REQUIREMENT - Work out how many lines in the records include the word "iter", then answer with nothing but that number.

Saved data entries -
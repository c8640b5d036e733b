//! JSON adapter: record documents and resolver tables → export models.

use std::collections::BTreeMap;
use std::fs;
use std::path::Path;

use anyhow::{Context, Result, bail};
use recordkit_export_xlsx::{
    EnumRawValue, MapFileResolver, MapTermResolver, SpecFieldDescriptor, SpecFieldSettings,
    SpecRecord,
};
use serde::Deserialize;
use serde_json::Value;

/// Keys probed, in order, when a field item is an object.
const TUP_ITEM_VALUE_KEYS: [&str; 4] = ["value", "target_id", "fid", "url"];

#[derive(Debug, Deserialize)]
struct InputRecord {
    id: Value,
    #[serde(default)]
    title: String,
    #[serde(alias = "bundle")]
    category: String,
    #[serde(default)]
    fields: Vec<InputField>,
}

#[derive(Debug, Deserialize)]
struct InputField {
    name: String,
    #[serde(default)]
    label: Option<String>,
    #[serde(rename = "type")]
    type_tag: String,
    #[serde(default)]
    settings: InputFieldSettings,
    #[serde(default)]
    value: Value,
}

#[derive(Debug, Default, Deserialize)]
struct InputFieldSettings {
    #[serde(default)]
    target_type: Option<String>,
    #[serde(default)]
    target_bundles: Vec<String>,
}

/// Resolver tables: file id → URL and term id → name.
#[derive(Debug, Default, Deserialize)]
pub struct InputResolvers {
    #[serde(default)]
    files: BTreeMap<String, String>,
    #[serde(default)]
    terms: BTreeMap<String, String>,
}

impl InputResolvers {
    /// Split into map-backed resolvers.
    pub fn into_resolvers(self) -> (MapFileResolver, MapTermResolver) {
        (
            MapFileResolver::from(self.files),
            MapTermResolver::from(self.terms),
        )
    }
}

/// Parse a record document.
pub fn parse_record(text: &str) -> Result<SpecRecord> {
    let input: InputRecord = serde_json::from_str(text).context("Invalid record JSON")?;
    let c_id = match &input.id {
        Value::String(val) => val.clone(),
        Value::Number(val) => val.to_string(),
        other => bail!("Record id must be a string or number, got {other}"),
    };

    let mut record = SpecRecord::new(c_id, input.title, input.category);
    for field in input.fields {
        let mut descriptor = SpecFieldDescriptor::new(field.name, field.type_tag);
        descriptor.label = field.label;
        descriptor.settings = SpecFieldSettings {
            target_type: field.settings.target_type,
            target_bundles: field.settings.target_bundles,
        };
        record.push_field(descriptor, derive_raw_value(&field.value));
    }
    Ok(record)
}

/// Parse resolver tables.
pub fn parse_resolvers(text: &str) -> Result<InputResolvers> {
    serde_json::from_str(text).context("Invalid resolver JSON")
}

/// Read and parse a record file.
pub fn load_record(path: &Path) -> Result<SpecRecord> {
    let text = fs::read_to_string(path)
        .with_context(|| format!("Failed to read record file {}", path.display()))?;
    parse_record(&text).with_context(|| format!("Failed to load {}", path.display()))
}

/// Read and parse a resolver file; empty tables when `path` is `None`.
pub fn load_resolvers(path: Option<&Path>) -> Result<InputResolvers> {
    let Some(path) = path else {
        return Ok(InputResolvers::default());
    };
    let text = fs::read_to_string(path)
        .with_context(|| format!("Failed to read resolver file {}", path.display()))?;
    parse_resolvers(&text).with_context(|| format!("Failed to load {}", path.display()))
}

/// Convert a JSON field value; item objects contribute their main property.
pub fn derive_raw_value(value: &Value) -> EnumRawValue {
    match value {
        Value::Null => EnumRawValue::Null,
        Value::Bool(val) => EnumRawValue::Boolean(*val),
        Value::Number(val) => match val.as_i64() {
            Some(n) => EnumRawValue::Integer(n),
            None => val
                .as_f64()
                .map(EnumRawValue::Float)
                .unwrap_or(EnumRawValue::Null),
        },
        Value::String(val) => EnumRawValue::String(val.clone()),
        Value::Array(items) => EnumRawValue::List(items.iter().map(derive_raw_value).collect()),
        Value::Object(dict_item) => TUP_ITEM_VALUE_KEYS
            .iter()
            .find_map(|c_key| dict_item.get(*c_key))
            .map(derive_raw_value)
            .unwrap_or(EnumRawValue::Null),
    }
}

SOLUTION FOR THIS PROBLEM - 2